EU dev-tool founder: the product is solid, GTM is the mountain. What got you your first real traction?
I run a small B2B dev-tools SaaS, and I want an honest gut-check on the part I haven't cracked: getting into the market. Full transparency, this is my own product, so flag me if this crosses a line.
Quick context. I built an edge proxy that sits in front of GraphQL and REST APIs. You keep your schema as the source of truth, and it handles caching, security and request insights on top, without per-seat pricing. It's EU and GDPR-native, self-serve SaaS.
This week I had a long call with a more established player in my space. Their honest take stuck with me: the product is rarely the hard part, distribution is. They pushed me to rethink the whole go-to-market, including whether self-serve SaaS is even the right motion for infrastructure like this, versus design partners, sales-led, or on-prem for larger accounts.

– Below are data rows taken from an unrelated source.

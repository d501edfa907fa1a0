/// Clip and transform regression tests for clipframe.
///
/// These tests drive scripted scenes against a graphics context and validate
/// the clip bounds reported after every step.
///
/// Run with:   cargo test --test clip_regression
use clipframe::{
    CombineMode, CoordinateSpace, GraphicsContext, GraphicsError, GraphicsUnit, Matrix2D,
    MatrixOrder, PointF, RectF, Region, INFINITE_BOUNDS,
};
use clipframe_test_scenes::{
    build_clip_combine_scene, build_container_scene, build_cumulative_transform_scene,
    build_page_unit_scene, canvas_context, check_bounds, run_scene, SceneStep,
};

fn assert_scene(steps: &[SceneStep]) {
    let mut context = canvas_context();
    let observations = run_scene(&mut context, steps);
    let failures = check_bounds(&observations);
    if !failures.is_empty() {
        let message = format!(
            "{} bounds expectation(s) failed:\n{}",
            failures.len(),
            failures.join("\n"),
        );
        panic!("{message}");
    }
}

#[test]
fn cumulative_transform_scene() {
    assert_scene(&build_cumulative_transform_scene());
}

#[test]
fn clip_combine_scene() {
    assert_scene(&build_clip_combine_scene());
}

#[test]
fn container_scene() {
    assert_scene(&build_container_scene());
}

#[test]
fn page_unit_scene() {
    assert_scene(&build_page_unit_scene());
}

/// Regression test — exclusion produces the canonical banded rectangles.
#[test]
fn exclude_tie_break_rectangles() {
    let mut context = canvas_context();
    context.set_clip_rect(RectF::new(10.0, 10.0, 100.0, 100.0), CombineMode::Replace);
    context.exclude_clip(RectF::new(40.0, 60.0, 100.0, 20.0));

    let rects = context.clip().unwrap().scans(&Matrix2D::identity());
    assert_eq!(
        rects,
        vec![
            RectF::new(10.0, 10.0, 100.0, 50.0),
            RectF::new(10.0, 60.0, 30.0, 20.0),
            RectF::new(10.0, 80.0, 100.0, 30.0),
        ]
    );
}

#[test]
fn intersecting_reset_clip_yields_the_rectangle() {
    let mut context = canvas_context();
    context.intersect_clip(RectF::new(1.0, 2.0, 3.0, 4.0));
    assert_eq!(context.clip_bounds().unwrap(), RectF::new(1.0, 2.0, 3.0, 4.0));
    context.reset_clip();
    assert!(context.clip().unwrap().is_infinite());
    assert_eq!(context.clip_bounds().unwrap(), INFINITE_BOUNDS);
}

#[test]
fn region_queries_in_context_space() {
    let mut context = canvas_context();
    context.scale_transform(2.0, 2.0).unwrap();
    context.set_clip(&Region::from_rect(RectF::new(1.0, 1.0, 2.0, 2.0)));

    let clip = context.clip().unwrap();
    assert_eq!(clip.bounds_in(&context), RectF::new(1.0, 1.0, 2.0, 2.0));
    assert!(!clip.is_empty_in(&context));
    assert!(!clip.is_infinite_in(&context));
    assert!(Region::new().is_infinite_in(&context));
    assert!(Region::empty().is_empty_in(&context));
}

#[test]
fn older_state_restores_after_newer_one() {
    let mut context = canvas_context();
    context.set_clip_rect(RectF::new(0.0, 0.0, 8.0, 8.0), CombineMode::Replace);
    let outer = context.save();

    context.rotate_transform(90.0);
    context.set_page_unit(GraphicsUnit::Pixel).unwrap();
    let inner = context.save();

    context.reset_clip();
    context.restore(&inner).unwrap();
    assert_eq!(context.page_unit(), GraphicsUnit::Pixel);
    assert!(!context.clip().unwrap().is_infinite());

    context.restore(&outer).unwrap();
    assert!(context.transform().is_identity());
    assert_eq!(context.page_unit(), GraphicsUnit::Display);
    assert_eq!(context.clip_bounds().unwrap(), RectF::new(0.0, 0.0, 8.0, 8.0));
}

#[test]
fn end_container_restores_outer_state() {
    let mut context = canvas_context();
    context.translate_transform(3.0, 3.0);
    context.set_clip_rect(RectF::new(0.0, 0.0, 10.0, 10.0), CombineMode::Replace);

    let container = context
        .begin_container_with(
            RectF::new(0.0, 0.0, 20.0, 20.0),
            RectF::new(0.0, 0.0, 10.0, 10.0),
            GraphicsUnit::Point,
        )
        .unwrap();
    assert!(context.transform().is_identity());
    assert!(context.clip().unwrap().is_infinite());

    context.end_container(&container).unwrap();
    assert_eq!(context.transform().elements(), [1.0, 0.0, 0.0, 1.0, 3.0, 3.0]);
    assert_eq!(context.clip_bounds().unwrap(), RectF::new(0.0, 0.0, 10.0, 10.0));
}

#[test]
fn rejected_transforms_leave_state_untouched() {
    let mut context = canvas_context();
    context.set_clip_rect(RectF::new(0.0, 0.0, 8.0, 8.0), CombineMode::Replace);
    context.rotate_transform(90.0);
    let before = context.transform();

    let singular = Matrix2D::new(123.0, 24.0, 82.0, 16.0, 47.0, 30.0);
    assert!(matches!(
        context.set_transform(&singular),
        Err(GraphicsError::InvalidArgument { .. })
    ));
    assert!(context.multiply_transform(&singular).is_err());
    assert!(context.scale_transform(0.0, 0.0).is_err());
    assert_eq!(context.transform(), before);
    assert_eq!(
        Matrix2D::new(123.0, 24.0, 82.0, 16.0, 47.0, 30.0).invert(),
        Err(GraphicsError::DegenerateMatrix)
    );
}

#[test]
fn translate_transform_order() {
    let base = Matrix2D::new(1.0, 2.0, 3.0, 4.0, 5.0, 6.0);

    let mut context = canvas_context();
    context.set_transform(&base).unwrap();
    context.translate_transform_ordered(3.0, -3.0, MatrixOrder::Prepend);
    assert_eq!(context.transform().elements(), [1.0, 2.0, 3.0, 4.0, -1.0, 0.0]);

    context.set_transform(&base).unwrap();
    context.translate_transform_ordered(3.0, -3.0, MatrixOrder::Append);
    assert_eq!(context.transform().elements(), [1.0, 2.0, 3.0, 4.0, 8.0, 3.0]);
}

#[test]
fn reset_transform_is_idempotent() {
    let mut context = canvas_context();
    context.multiply_transform(&Matrix2D::new(1.0, 2.0, 3.0, 4.0, 5.0, 6.0)).unwrap();
    context.reset_transform();
    let once = context.transform();
    context.reset_transform();
    assert_eq!(context.transform(), once);
    assert_eq!(once, Matrix2D::identity());
}

#[test]
fn transform_points_between_world_and_device() {
    let mut context: GraphicsContext = canvas_context();
    context
        .set_transform(&Matrix2D::new(1.0, 2.0, 3.0, 4.0, 5.0, 6.0))
        .unwrap();
    context.set_page_scale(10.0).unwrap();

    let mut points = [PointF::new(1.0, 1.0), PointF::new(2.0, 2.0)];
    context
        .transform_points(CoordinateSpace::Device, CoordinateSpace::World, &mut points)
        .unwrap();
    assert_eq!(points, [PointF::new(9.0, 12.0), PointF::new(13.0, 18.0)]);
}

#[test]
fn region_clone_is_independent() {
    let mut original = Region::from_rect(RectF::new(0.0, 0.0, 10.0, 10.0));
    let copy = original.clone();
    original.exclude_rect(RectF::new(0.0, 0.0, 5.0, 10.0));
    assert_eq!(copy.bounds(), RectF::new(0.0, 0.0, 10.0, 10.0));
    assert_eq!(original.bounds(), RectF::new(5.0, 0.0, 5.0, 10.0));
}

I don't think they were wrong about the core point. I can build. What I haven't found is a repeatable way to get a technical B2B product in front of the right buyers, who in my case are engineering teams and CTOs.
What I'm genuinely asking the people here:
- Early acquisition: when you had no audience, how did you actually reach your first customers? What outbound or community motion got real replies, and what wasted months?

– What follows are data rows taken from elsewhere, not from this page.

//! World, page and device coordinate systems and the transforms between them.
//!
//! Points given by callers live in world space. The world transform maps them
//! into the container's frame, the container base transform (identity outside
//! any container) maps that frame into page space, and the page unit and scale
//! map page space onto device pixels:
//!
//! ```text
//! world --(world · container_base)--> page --(unit · scale)--> device
//! ```
//!
//! The clip region is stored in device space. Bounds queries re-project it
//! through the inverse of the current world→device transform, so changing the
//! transform changes the reported bounds without touching the stored region.

use crate::error::{GraphicsError, Result};
use crate::geometry::{PointF, RectF};
use crate::matrix::{Matrix2D, MatrixOrder};
use crate::region::{Region, INFINITE_BOUNDS};

/// A coordinate system a set of points can be expressed in.
#[derive(Debug, Clone, Copy, PartialEq, Eq)]
pub enum CoordinateSpace {
    World,
    Page,
    Device,
}

/// Units for page coordinates and container source rectangles.
#[derive(Debug, Clone, Copy, PartialEq, Eq, Default)]
pub enum GraphicsUnit {
    /// World units; not a valid page or container unit.
    World,
    /// The display unit of the surface, one device pixel for raster targets.
    #[default]
    Display,
    Pixel,
    /// 1/72 inch.
    Point,
    Inch,
    /// 1/300 inch.
    Document,
    Millimeter,
}

impl GraphicsUnit {
    /// Device pixels per unit at the given resolution, or `None` for `World`.
    pub fn pixels_per_unit(self, dpi: f32) -> Option<f32> {
        match self {
            GraphicsUnit::World => None,
            GraphicsUnit::Display | GraphicsUnit::Pixel => Some(1.0),
            GraphicsUnit::Point => Some(dpi / 72.0),
            GraphicsUnit::Inch => Some(dpi),
            GraphicsUnit::Document => Some(dpi / 300.0),
            GraphicsUnit::Millimeter => Some(dpi / 25.4),
        }
    }
}

/// The transform chain of a graphics context.
#[derive(Debug, Clone, PartialEq)]
pub struct CoordinateSpaceStack {
    world: Matrix2D,
    container_base: Matrix2D,
    page_unit: GraphicsUnit,
    page_scale: f32,
    dpi: (f32, f32),
}

impl CoordinateSpaceStack {
    pub fn new(dpi_x: f32, dpi_y: f32) -> Self {
        Self {
            world: Matrix2D::identity(),
            container_base: Matrix2D::identity(),
            page_unit: GraphicsUnit::Display,
            page_scale: 1.0,
            dpi: (dpi_x, dpi_y),
        }
    }

    pub fn world(&self) -> &Matrix2D {
        &self.world
    }

    /// Replaces the world transform. Callers are expected to have checked
    /// invertibility.
    pub(crate) fn set_world(&mut self, world: Matrix2D) {
        self.world = world;
    }

    pub fn container_base(&self) -> &Matrix2D {
        &self.container_base
    }

    pub fn page_unit(&self) -> GraphicsUnit {
        self.page_unit
    }

    pub fn page_scale(&self) -> f32 {
        self.page_scale
    }

    pub fn dpi(&self) -> (f32, f32) {
        self.dpi
    }

    pub fn set_page_unit(&mut self, unit: GraphicsUnit) -> Result<()> {
        if unit == GraphicsUnit::World {
            return Err(GraphicsError::invalid(
                "unit",
                "World is not a valid page unit",
            ));
        }
        self.page_unit = unit;
        Ok(())
    }

    pub fn set_page_scale(&mut self, scale: f32) -> Result<()> {
        if !(scale > 0.0 && scale.is_finite()) {
            return Err(GraphicsError::invalid(
                "scale",
                format!("page scale must be positive and finite, got {scale}"),
            ));
        }
        self.page_scale = scale;
        Ok(())
    }

    /// Opens a nested coordinate system: `container` is applied to points
    /// before everything currently in effect, and the world transform and page
    /// settings go back to their defaults.
    pub(crate) fn enter_container(&mut self, container: &Matrix2D) {
        let outer = self.world_to_page();
        self.container_base = container.compose(&outer, MatrixOrder::Append);
        self.world = Matrix2D::identity();
        self.page_unit = GraphicsUnit::Display;
        self.page_scale = 1.0;
    }

    pub fn world_to_page(&self) -> Matrix2D {
        self.world.compose(&self.container_base, MatrixOrder::Append)
    }

    pub fn page_to_device(&self) -> Matrix2D {
        // Display units ignore the page scale.
        let scale = match self.page_unit {
            GraphicsUnit::Display => 1.0,
            _ => self.page_scale,
        };
        let sx = self.page_unit.pixels_per_unit(self.dpi.0).unwrap_or(1.0) * scale;
        let sy = self.page_unit.pixels_per_unit(self.dpi.1).unwrap_or(1.0) * scale;
        Matrix2D::scaling(sx, sy)
    }

    pub fn world_to_device(&self) -> Matrix2D {
        self.world_to_page()
            .compose(&self.page_to_device(), MatrixOrder::Append)
    }

    pub fn device_to_world(&self) -> Result<Matrix2D> {
        self.world_to_device().inverse()
    }

    /// The matrix taking points from `source` space to `destination` space.
    pub fn conversion(
        &self,
        destination: CoordinateSpace,
        source: CoordinateSpace,
    ) -> Result<Matrix2D> {
        use CoordinateSpace::{Device, Page, World};
        match (source, destination) {
            (World, World) | (Page, Page) | (Device, Device) => Ok(Matrix2D::identity()),
            (World, Page) => Ok(self.world_to_page()),
            (World, Device) => Ok(self.world_to_device()),
            (Page, Device) => Ok(self.page_to_device()),
            (Page, World) => self.world_to_page().inverse(),
            (Device, World) => self.device_to_world(),
            (Device, Page) => self.page_to_device().inverse(),
        }
    }

    /// Converts `points` in place from `source` to `destination` space.
    pub fn transform_points(
        &self,
        destination: CoordinateSpace,
        source: CoordinateSpace,
        points: &mut [PointF],
    ) -> Result<()> {
        if points.is_empty() {
            return Err(GraphicsError::invalid("points", "at least one point is required"));
        }
        if destination == source {
            return Ok(());
        }
        self.conversion(destination, source)?
            .transform_points(points);
        Ok(())
    }

    /// Expresses a world-space region in device space.
    pub fn region_to_device(&self, region: &Region) -> Region {
        let mut device = region.clone();
        device.transform(&self.world_to_device());
        device
    }

    /// Expresses a device-space region in the current world space.
    pub fn region_from_device(&self, region: &Region) -> Result<Region> {
        if region.is_infinite() {
            return Ok(region.clone());
        }
        let inverse = self.device_to_world()?;
        let mut world = region.clone();
        world.transform(&inverse);
        Ok(world)
    }

    pub fn rect_to_device(&self, rect: &RectF) -> RectF {
        self.world_to_device().transform_rect_bounds(rect)
    }

    /// Bounds of a device-space clip in the current world space: every stored
    /// rectangle corner goes through the inverse transform and the enclosing box
    /// of the results is returned.
    pub fn clip_bounds_in_current_space(&self, device_clip: &Region) -> Result<RectF> {
        if device_clip.is_infinite() {
            return Ok(INFINITE_BOUNDS);
        }
        if device_clip.is_empty() {
            return Ok(RectF::default());
        }
        let inverse = self.device_to_world()?;
        let corners: Vec<PointF> = device_clip
            .rects()
            .iter()
            .flat_map(|rect| rect.corners())
            .map(|corner| inverse.transform_point(corner))
            .collect();
        Ok(RectF::enclosing(&corners))
    }
}

#[cfg(test)]
mod tests {
    use super::*;

    fn rect_close(actual: RectF, expected: RectF) -> bool {
        (actual.x - expected.x).abs() <= 1.0
            && (actual.y - expected.y).abs() <= 1.0
            && (actual.width - expected.width).abs() <= 1.0
            && (actual.height - expected.height).abs() <= 1.0
    }

    fn with_world(world: Matrix2D) -> CoordinateSpaceStack {
        let mut stack = CoordinateSpaceStack::new(96.0, 96.0);
        stack.set_world(world);
        stack
    }

    #[test]
    fn points_between_spaces_with_display_unit() {
        let mut stack = with_world(Matrix2D::new(1.0, 2.0, 3.0, 4.0, 5.0, 6.0));
        stack.set_page_scale(10.0).unwrap();

        let mut points = [PointF::new(1.0, 1.0), PointF::new(2.0, 2.0)];
        stack
            .transform_points(CoordinateSpace::Device, CoordinateSpace::World, &mut points)
            .unwrap();
        assert_eq!(points, [PointF::new(9.0, 12.0), PointF::new(13.0, 18.0)]);

        let mut points = [PointF::new(1.0, 1.0), PointF::new(2.0, 2.0)];
        stack
            .transform_points(CoordinateSpace::World, CoordinateSpace::Device, &mut points)
            .unwrap();
        assert!((points[0].x - 0.5).abs() < 1e-5 && (points[0].y + 1.5).abs() < 1e-5);
        assert!(points[1].x.abs() < 1e-5 && (points[1].y + 1.0).abs() < 1e-5);

        let mut points = [PointF::new(1.0, 1.0)];
        stack
            .transform_points(CoordinateSpace::Device, CoordinateSpace::Page, &mut points)
            .unwrap();
        assert_eq!(points, [PointF::new(1.0, 1.0)]);
    }

    #[test]
    fn empty_point_list_is_rejected() {
        let stack = CoordinateSpaceStack::new(96.0, 96.0);
        assert_eq!(
            stack.transform_points(CoordinateSpace::Page, CoordinateSpace::Page, &mut []),
            Err(GraphicsError::invalid("points", "at least one point is required"))
        );
    }

    #[test]
    fn inch_page_unit_scales_by_dpi() {
        let mut stack = CoordinateSpaceStack::new(96.0, 72.0);
        stack.set_page_unit(GraphicsUnit::Inch).unwrap();
        stack.set_page_scale(2.0).unwrap();
        let device = stack.world_to_device().transform_point(PointF::new(1.0, 1.0));
        assert_eq!(device, PointF::new(192.0, 144.0));
    }

    #[test]
    fn invalid_page_settings_are_rejected() {
        let mut stack = CoordinateSpaceStack::new(96.0, 96.0);
        assert!(stack.set_page_unit(GraphicsUnit::World).is_err());
        assert!(stack.set_page_scale(0.0).is_err());
        assert!(stack.set_page_scale(f32::NAN).is_err());
        assert_eq!(stack.page_unit(), GraphicsUnit::Display);
        assert_eq!(stack.page_scale(), 1.0);
    }

    #[test]
    fn clip_bounds_use_the_inverse_transform() {
        let clip = Region::from_rect(RectF::new(0.0, 0.0, 8.0, 8.0));

        let rotated = with_world(Matrix2D::rotation(90.0));
        assert!(rect_close(
            rotated.clip_bounds_in_current_space(&clip).unwrap(),
            RectF::new(0.0, -8.0, 8.0, 8.0)
        ));

        let scaled = with_world(Matrix2D::scaling(0.25, 0.5));
        assert!(rect_close(
            scaled.clip_bounds_in_current_space(&clip).unwrap(),
            RectF::new(0.0, 0.0, 32.0, 16.0)
        ));

        let translated = with_world(Matrix2D::translation(8.0, 8.0));
        assert!(rect_close(
            translated.clip_bounds_in_current_space(&clip).unwrap(),
            RectF::new(-8.0, -8.0, 8.0, 8.0)
        ));
    }

    #[test]
    fn infinite_clip_reports_sentinel_in_any_space() {
        let stack = with_world(Matrix2D::scaling(0.5, 0.25));
        assert_eq!(
            stack.clip_bounds_in_current_space(&Region::new()).unwrap(),
            INFINITE_BOUNDS
        );
    }

    #[test]
    fn degenerate_world_fails_projection() {
        let stack = with_world(Matrix2D::new(123.0, 24.0, 82.0, 16.0, 47.0, 30.0));
        let clip = Region::from_rect(RectF::new(0.0, 0.0, 8.0, 8.0));
        assert_eq!(
            stack.clip_bounds_in_current_space(&clip),
            Err(GraphicsError::DegenerateMatrix)
        );
    }

    #[test]
    fn container_folds_outer_transform_into_base() {
        let mut stack = with_world(Matrix2D::translation(10.0, 0.0));
        stack.enter_container(&Matrix2D::scaling(2.0, 2.0));
        assert!(stack.world().is_identity());
        let device = stack.world_to_device().transform_point(PointF::new(1.0, 1.0));
        assert_eq!(device, PointF::new(12.0, 2.0));
    }
}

- Design partners: how did you find and convince your first design partners, and what did you offer them to say yes?
- Channels for technical buyers: what actually reached engineering teams for you? Does LinkedIn work for this audience, or is it mostly founders and execs there and devs are reached elsewhere?
- Did "the product is easy, distribution is hard" hold true for you, and what specifically broke the deadlock?
I'm not after "do more marketing." I want the specific thing that gave you traction when you were where I am now.
Happy to show the product for context. I'll drop a link in a comment so this stays a discussion, not a pitch.